Output becomes "aa".
This confirms that when all characters are equal, the best move is simply reducing length.
Example 2
Input: "abdc"
| i | s[i] | s[i+1] | drop |
|---|---|---|---|
| 0 | a | b | - |
| 1 | b | d | - |
| 2 | d | c | 2 |
We stop at index 2 since d > c. Removing d gives "abc".
Output: "abc".
This demonstrates that the first decreasing point determines the optimal deletion.
Complexity Analysis
| Measure | Complexity | Explanation |
|---|---|---|
| Time | O(n) | Single pass to find first decreasing pair, plus O(n) slicing |
| Space | O(n) | Output string construction |
The algorithm runs comfortably within limits for n up to 200,000 because it only performs a single linear scan and one linear reconstruction of the output string.
Test Cases
import sys, io
def run(inp: str) -> str:
sys.stdin = io.StringIO(inp)
output = io.StringIO()
old_stdout = sys.stdout
sys.stdout = output
def solve():
n = int(input())
s = input().strip()
drop = -1
for i in range(n - 1):
if s[i] > s[i + 1]:
drop = i
break
if drop == -1:
print(s[:-1])
else:
print(s[:drop] + s[drop + 1:])
solve()
sys.stdout = old_stdout
return output.getvalue().strip()
# provided samples
assert run("3\naaa\n") == "aa"
# custom cases
assert run("2\nba\n") == "a" # remove first char
assert run("4\nabcd\n") == "abc" # monotone increasing
assert run("5\ncbacd\n") == "bacd" # early drop
assert run("3\nzyx\n") == "yx" # drop first
| Test input | Expected output | What it validates |
|---|---|---|
ba |
a |
single drop at start |
abcd |
abc |
strictly increasing case |
cbacd |
bacd |
first inversion rule |
zyx |
yx |
immediate optimal removal |
Edge Cases
For a fully increasing string like "abcde", the algorithm never finds a position where s[i] > s[i+1], so drop stays -1. The code removes the last character and returns "abcd", which is correct because any internal deletion would produce a lexicographically larger prefix than simply shortening the string.

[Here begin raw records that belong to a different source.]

pub fn router(app_state: AppState) -> Router {
    let user_routes = Router::new()
        .route("/", post(handlers::users::create_user).get(handlers::users::list_users))
        .route("/{id}", get(handlers::users::get_user))
        .route("/{id}/last-login", post(handlers::users::record_login));

    let crm_routes = Router::new()
        // Leads
        .route("/leads", post(handlers::crm::create_lead).get(handlers::crm::list_leads))
        .route("/leads/{id}", get(handlers::crm::get_lead))
        .route("/leads/{id}/status", put(handlers::crm::update_lead_status))
        // Contas
        .route("/accounts", post(handlers::crm::create_account).get(handlers::crm::list_accounts))
        .route("/accounts/{id}", get(handlers::crm::get_account))
        .route("/accounts/{id}/parent", put(handlers::crm::set_account_parent))
        // Contatos
        .route("/contacts", post(handlers::crm::create_contact).get(handlers::crm::list_contacts))
        // Oportunidades
        .route(
            "/opportunities",
            post(handlers::crm::create_opportunity).get(handlers::crm::list_opportunities),
        )
        .route("/opportunities/{id}/stage", put(handlers::crm::update_opportunity_stage))
        // Tarefas e atividades
        .route("/tasks", post(handlers::crm::create_task).get(handlers::crm::list_tasks))
        .route("/activities", post(handlers::crm::create_activity).get(handlers::crm::list_activities))
        .route(
            "/deal-stages",
            post(handlers::crm::create_deal_stage).get(handlers::crm::list_deal_stages),
        );

    let support_routes = Router::new()
        .route(
            "/tickets",
            post(handlers::support::create_ticket).get(handlers::support::list_tickets),
        )
        .route("/tickets/{id}", get(handlers::support::get_ticket))
        .route("/tickets/{id}/status", put(handlers::support::update_ticket_status))
        .route(
            "/tickets/{id}/messages",
            post(handlers::support::add_ticket_message).get(handlers::support::list_ticket_messages),
        )
        .route(
            "/statuses",
            post(handlers::support::create_ticket_status).get(handlers::support::list_ticket_statuses),
        );

    let invoice_routes = Router::new()
        .route("/", post(handlers::billing::create_invoice).get(handlers::billing::list_invoices))
        .route("/{id}", get(handlers::billing::get_invoice))
        .route("/{id}/pay", post(handlers::billing::pay_invoice));

    let catalog_routes = Router::new()
        .route("/categories", get(handlers::catalog::list_categories))
        .route("/apps", get(handlers::catalog::list_apps))
        .route("/apps/resolve", get(handlers::catalog::resolve_fragment));

    let api = Router::new()
        .route("/health", get(handlers::health::health))
        .nest("/users", user_routes)
        .nest("/crm", crm_routes)
        .nest("/support", support_routes)
        .nest("/invoices", invoice_routes)
        .nest("/catalog", catalog_routes)
        .route(
            "/projects",
            post(handlers::support::create_project).get(handlers::support::list_projects),
        )
        .route("/audit-logs", get(handlers::audit::list_audit_logs))
        .route(
            "/contact-submissions",
            post(handlers::inquiries::submit_contact_form).get(handlers::inquiries::list_contact_submissions),
        )
        .route(
            "/services",
            post(handlers::catalog::create_service).get(handlers::catalog::list_services),
        )
        .route("/services/{id}", get(handlers::catalog::get_service))
        .route(
            "/mobile-app-planning",
            post(handlers::planning::submit_planning).layer(DefaultBodyLimit::max(PLANNING_BODY_LIMIT)),
        );

    Router::new()
        .nest("/api", api)
        .merge(SwaggerUi::new("/swagger-ui").url("/api-docs/openapi.json", ApiDoc::openapi()))
        .layer(TraceLayer::new_for_http())
        .layer(CorsLayer::permissive())
        .with_state(app_state)
}
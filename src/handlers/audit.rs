// src/handlers/audit.rs

use axum::{
    extract::{Query, State},
    http::StatusCode,
    response::IntoResponse,
    Json,
};

use crate::{
    common::error::ApiError,
    config::AppState,
    middleware::i18n::Locale,
    models::audit::{AuditLog, AuditQuery},
};

// GET /api/audit-logs
#[utoipa::path(
    get,
    path = "/api/audit-logs",
    tag = "Audit",
    responses((status = 200, description = "Trilha de auditoria, mais antigos primeiro", body = Vec<AuditLog>)),
    params(
        ("entityType" = Option<String>, Query, description = "Ex.: leads, invoices"),
        ("entityId" = Option<Uuid>, Query, description = "ID da entidade")
    )
)]
pub async fn list_audit_logs(
    State(app_state): State<AppState>,
    locale: Locale,
    Query(query): Query<AuditQuery>,
) -> Result<impl IntoResponse, ApiError> {
    let logs = app_state
        .audit_service
        .list(&query)
        .await
        .map_err(|e| e.to_api_error(&locale))?;

    Ok((StatusCode::OK, Json(logs)))
}
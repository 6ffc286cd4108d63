// src/db/catalog_repo.rs

use async_trait::async_trait;
use sqlx::PgPool;
use uuid::Uuid;

use crate::{
    common::error::AppError,
    db::store::CatalogStore,
    models::catalog::{NewService, Service},
};

#[derive(Clone)]
pub struct CatalogRepository {
    pool: PgPool,
}

impl CatalogRepository {
    pub fn new(pool: PgPool) -> Self {
        Self { pool }
    }
}

#[async_trait]
impl CatalogStore for CatalogRepository {
    async fn create_service(&self, new: &NewService) -> Result<Service, AppError> {
        let service = sqlx::query_as::<_, Service>(
            r#"
            INSERT INTO services (
                title, description, icon, category, featured, technologies,
                delivery_time, starting_price
            )
            VALUES ($1, $2, $3, $4, $5, $6, $7, $8)
            RETURNING *
            "#,
        )
        .bind(&new.title)
        .bind(&new.description)
        .bind(&new.icon)
        .bind(&new.category)
        .bind(new.featured)
        .bind(&new.technologies)
        .bind(&new.delivery_time)
        .bind(&new.starting_price)
        .fetch_one(&self.pool)
        .await?;
        Ok(service)
    }

    async fn get_service(&self, id: Uuid) -> Result<Option<Service>, AppError> {
        let service = sqlx::query_as::<_, Service>("SELECT * FROM services WHERE id = $1")
            .bind(id)
            .fetch_optional(&self.pool)
            .await?;
        Ok(service)
    }

    async fn list_services(&self) -> Result<Vec<Service>, AppError> {
        let services = sqlx::query_as::<_, Service>("SELECT * FROM services ORDER BY created_at ASC")
            .fetch_all(&self.pool)
            .await?;
        Ok(services)
    }
}
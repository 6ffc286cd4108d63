// src/handlers/health.rs

use axum::{extract::State, Json};
use serde::Serialize;
use utoipa::ToSchema;

use crate::{config::AppState, db::StoreBackend};

#[derive(Debug, Serialize, ToSchema)]
pub struct HealthReport {
    #[schema(example = "ok")]
    pub status: &'static str,
    pub store: StoreBackend,
}

// GET /api/health
#[utoipa::path(
    get,
    path = "/api/health",
    tag = "Health",
    responses((status = 200, description = "Servidor no ar", body = HealthReport))
)]
pub async fn health(State(app_state): State<AppState>) -> Json<HealthReport> {
    Json(HealthReport {
        status: "ok",
        store: app_state.backend,
    })
}
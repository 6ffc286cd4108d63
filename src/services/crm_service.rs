// src/services/crm_service.rs

use std::sync::Arc;

use chrono::Utc;
use uuid::Uuid;

use crate::{
    common::error::AppError,
    db::store::CrmStore,
    models::{
        audit::{AuditAction, AuditDiff},
        crm::{
            Account, Contact, CrmActivity, DealStage, Lead, LeadStatus, NewAccount, NewContact,
            NewCrmActivity, NewDealStage, NewLead, NewOpportunity, NewTask, Opportunity,
            OpportunityStage, Task,
        },
    },
    services::audit_service::AuditService,
};

#[derive(Clone)]
pub struct CrmService {
    store: Arc<dyn CrmStore>,
    audit: AuditService,
}

impl CrmService {
    pub fn new(store: Arc<dyn CrmStore>, audit: AuditService) -> Self {
        Self { store, audit }
    }

    // =========================================================================
    //  1. LEADS
    // =========================================================================

    pub async fn create_lead(&self, actor: Option<Uuid>, new: NewLead) -> Result<Lead, AppError> {
        let lead = self.store.create_lead(&new).await?;
        tracing::info!(lead_id = %lead.id, source = ?lead.lead_source, "Lead criado");
        self.audit
            .record(actor, AuditAction::Create, "leads", lead.id, AuditDiff::created(&lead))
            .await;
        Ok(lead)
    }

    pub async fn get_lead(&self, id: Uuid) -> Result<Lead, AppError> {
        self.store.get_lead(id).await?.ok_or_else(|| AppError::not_found("lead", id))
    }

    pub async fn list_leads(&self) -> Result<Vec<Lead>, AppError> {
        self.store.list_leads().await
    }

    // Sem tabela de transições: qualquer status é aceito
    pub async fn update_lead_status(
        &self,
        actor: Option<Uuid>,
        id: Uuid,
        status: LeadStatus,
    ) -> Result<Lead, AppError> {
        let before = self.get_lead(id).await?;
        let lead = self.store.update_lead_status(id, status).await?;
        self.audit
            .record(
                actor,
                AuditAction::Update,
                "leads",
                id,
                AuditDiff::changed("status", &before.status, &lead.status),
            )
            .await;
        Ok(lead)
    }

    // =========================================================================
    //  2. CONTAS (hierarquia acíclica)
    // =========================================================================

    pub async fn create_account(&self, actor: Option<Uuid>, new: NewAccount) -> Result<Account, AppError> {
        if let Some(parent_id) = new.parent_account_id {
            self.get_account(parent_id).await?;
        }
        let account = self.store.create_account(&new).await?;
        self.audit
            .record(actor, AuditAction::Create, "accounts", account.id, AuditDiff::created(&account))
            .await;
        Ok(account)
    }

    pub async fn get_account(&self, id: Uuid) -> Result<Account, AppError> {
        self.store.get_account(id).await?.ok_or_else(|| AppError::not_found("account", id))
    }

    pub async fn list_accounts(&self) -> Result<Vec<Account>, AppError> {
        self.store.list_accounts().await
    }

    pub async fn set_account_parent(
        &self,
        actor: Option<Uuid>,
        id: Uuid,
        parent_id: Option<Uuid>,
    ) -> Result<Account, AppError> {
        let before = self.get_account(id).await?;
        // A checagem de ciclo acontece no armazenamento, na mesma operação da escrita
        let account = self.store.set_account_parent(id, parent_id).await?;
        self.audit
            .record(
                actor,
                AuditAction::Update,
                "accounts",
                id,
                AuditDiff::changed("parentAccountId", &before.parent_account_id, &account.parent_account_id),
            )
            .await;
        Ok(account)
    }

    // =========================================================================
    //  3. CONTATOS
    // =========================================================================

    pub async fn create_contact(&self, actor: Option<Uuid>, new: NewContact) -> Result<Contact, AppError> {
        if let Some(account_id) = new.account_id {
            self.get_account(account_id).await?;
        }
        let contact = self.store.create_contact(&new).await?;
        self.audit
            .record(actor, AuditAction::Create, "contacts", contact.id, AuditDiff::created(&contact))
            .await;
        Ok(contact)
    }

    pub async fn list_contacts(&self, account_id: Option<Uuid>) -> Result<Vec<Contact>, AppError> {
        self.store.list_contacts(account_id).await
    }

    // =========================================================================
    //  4. OPORTUNIDADES
    // =========================================================================

    pub async fn create_opportunity(
        &self,
        actor: Option<Uuid>,
        mut new: NewOpportunity,
    ) -> Result<Opportunity, AppError> {
        if new.stage.is_closed() && new.actual_close_date.is_none() {
            new.actual_close_date = Some(Utc::now());
        }
        let opportunity = self.store.create_opportunity(&new).await?;
        self.audit
            .record(
                actor,
                AuditAction::Create,
                "opportunities",
                opportunity.id,
                AuditDiff::created(&opportunity),
            )
            .await;
        Ok(opportunity)
    }

    pub async fn get_opportunity(&self, id: Uuid) -> Result<Opportunity, AppError> {
        self.store
            .get_opportunity(id)
            .await?
            .ok_or_else(|| AppError::not_found("opportunity", id))
    }

    pub async fn list_opportunities(&self) -> Result<Vec<Opportunity>, AppError> {
        self.store.list_opportunities().await
    }

    /// Fechar carimba `actual_close_date` (mantendo a data anterior, se houver);
    /// reabrir limpa a data. A probabilidade não é tocada.
    pub async fn update_opportunity_stage(
        &self,
        actor: Option<Uuid>,
        id: Uuid,
        stage: OpportunityStage,
        stage_id: Option<Uuid>,
    ) -> Result<Opportunity, AppError> {
        let before = self.get_opportunity(id).await?;

        let actual_close_date = if stage.is_closed() {
            before.actual_close_date.or_else(|| Some(Utc::now()))
        } else {
            None
        };

        let opportunity = self
            .store
            .update_opportunity_stage(id, stage, stage_id, actual_close_date)
            .await?;

        let action = if stage.is_closed() && !before.stage.is_closed() {
            AuditAction::Approve
        } else {
            AuditAction::Update
        };
        self.audit
            .record(
                actor,
                action,
                "opportunities",
                id,
                AuditDiff::changed("stage", &before.stage, &opportunity.stage),
            )
            .await;
        Ok(opportunity)
    }

    // =========================================================================
    //  5. TAREFAS E ATIVIDADES
    // =========================================================================

    pub async fn create_task(&self, actor: Option<Uuid>, new: NewTask) -> Result<Task, AppError> {
        let task = self.store.create_task(&new).await?;
        let action = if task.assigned_to.is_some() {
            AuditAction::Assign
        } else {
            AuditAction::Create
        };
        self.audit.record(actor, action, "tasks", task.id, AuditDiff::created(&task)).await;
        Ok(task)
    }

    pub async fn list_tasks(&self) -> Result<Vec<Task>, AppError> {
        self.store.list_tasks().await
    }

    pub async fn create_activity(&self, actor: Option<Uuid>, new: NewCrmActivity) -> Result<CrmActivity, AppError> {
        let activity = self.store.create_activity(&new).await?;
        self.audit
            .record(
                actor,
                AuditAction::Create,
                "crm_activities",
                activity.id,
                AuditDiff::created(&activity),
            )
            .await;
        Ok(activity)
    }

    pub async fn list_activities(&self) -> Result<Vec<CrmActivity>, AppError> {
        self.store.list_activities().await
    }

    // =========================================================================
    //  6. ETAPAS DO FUNIL
    // =========================================================================

    pub async fn create_deal_stage(&self, actor: Option<Uuid>, new: NewDealStage) -> Result<DealStage, AppError> {
        let stage = self.store.create_deal_stage(&new).await?;
        self.audit
            .record(actor, AuditAction::Create, "deal_stages", stage.id, AuditDiff::created(&stage))
            .await;
        Ok(stage)
    }

    pub async fn list_deal_stages(&self) -> Result<Vec<DealStage>, AppError> {
        self.store.list_deal_stages().await
    }
}
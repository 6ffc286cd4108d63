// src/db/seed.rs
// Dados iniciais: etapas do funil, status de chamado e o catálogo de serviços.

use crate::models::{
    catalog::NewService,
    crm::{default_color, NewDealStage},
    support::NewTicketStatus,
};

pub fn deal_stages() -> Vec<NewDealStage> {
    [
        ("Prospecting", 1, 10, "#94a3b8", false, false),
        ("Qualification", 2, 25, "#3b82f6", false, false),
        ("Proposal", 3, 50, "#8b5cf6", false, false),
        ("Negotiation", 4, 75, "#f59e0b", false, false),
        ("Closed Won", 5, 100, "#22c55e", true, true),
        ("Closed Lost", 6, 0, "#ef4444", true, false),
    ]
    .into_iter()
    .map(|(name, position, probability, color, is_closed, is_won)| NewDealStage {
        name: name.to_string(),
        position,
        probability,
        color: color.to_string(),
        is_closed,
        is_won,
    })
    .collect()
}

pub fn ticket_statuses() -> Vec<NewTicketStatus> {
    [
        ("open", 1, false),
        ("in-progress", 2, false),
        ("resolved", 3, true),
        ("closed", 4, true),
    ]
    .into_iter()
    .map(|(name, position, is_closed)| NewTicketStatus {
        name: name.to_string(),
        position,
        color: default_color(),
        is_closed,
    })
    .collect()
}

pub fn services() -> Vec<NewService> {
    let service = |title: &str,
                   description: &str,
                   icon: &str,
                   category: &str,
                   featured: bool,
                   technologies: &[&str],
                   delivery_time: &str,
                   starting_price: Option<&str>| NewService {
        title: title.to_string(),
        description: description.to_string(),
        icon: icon.to_string(),
        category: category.to_string(),
        featured,
        technologies: technologies.iter().map(|t| t.to_string()).collect(),
        delivery_time: Some(delivery_time.to_string()),
        starting_price: starting_price.map(str::to_string),
    };

    vec![
        service(
            "تطوير تطبيقات الجوال",
            "تطبيقات iOS و Android أصلية وهجينة بأداء عالٍ وتجربة مستخدم سلسة.",
            "Smartphone",
            "development",
            true,
            &["Flutter", "React Native", "Swift", "Kotlin"],
            "4-8 أسابيع",
            Some("1500"),
        ),
        service(
            "تطوير المواقع الإلكترونية",
            "مواقع ومنصات ويب سريعة ومتجاوبة مع محركات البحث.",
            "Globe",
            "development",
            true,
            &["React", "Next.js", "Node.js", "PostgreSQL"],
            "3-6 أسابيع",
            Some("800"),
        ),
        service(
            "أنظمة ERPNext",
            "تطبيق وتخصيص نظام ERPNext لإدارة المحاسبة والمخزون والموارد البشرية.",
            "Building2",
            "erp",
            true,
            &["ERPNext", "Frappe", "Python", "MariaDB"],
            "6-12 أسبوع",
            None,
        ),
        service(
            "تصميم واجهات وتجربة المستخدم",
            "تصميم واجهات عربية وإنجليزية متكاملة من النماذج الأولية حتى التسليم.",
            "Palette",
            "design",
            false,
            &["Figma", "Adobe XD"],
            "2-4 أسابيع",
            Some("500"),
        ),
        service(
            "الاستضافة والحلول السحابية",
            "نشر وتشغيل الأنظمة على خوادم سحابية مع المراقبة والنسخ الاحتياطي.",
            "Cloud",
            "infrastructure",
            false,
            &["Docker", "Kubernetes", "AWS", "Nginx"],
            "1-2 أسبوع",
            None,
        ),
        service(
            "التسويق الرقمي",
            "إدارة الحملات الإعلانية وتحسين الظهور في محركات البحث.",
            "Megaphone",
            "marketing",
            false,
            &["Google Ads", "Meta Ads", "SEO"],
            "مستمر",
            Some("300"),
        ),
    ]
}
pub mod error;
pub mod i18n;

For a string with an early inversion like "za", the loop immediately detects z > a at index 0. Removing index 0 produces "a", which is the smallest possible result since any other operation would keep 'z' as a prefix and worsen the lexicographic order.
For strings with repeated characters such as "bbbbbb", no inversion exists, so the algorithm removes the last character, producing "bbbbb". Every possible deletion yields the same lexicographic value, and this choice preserves correctness while being consistent.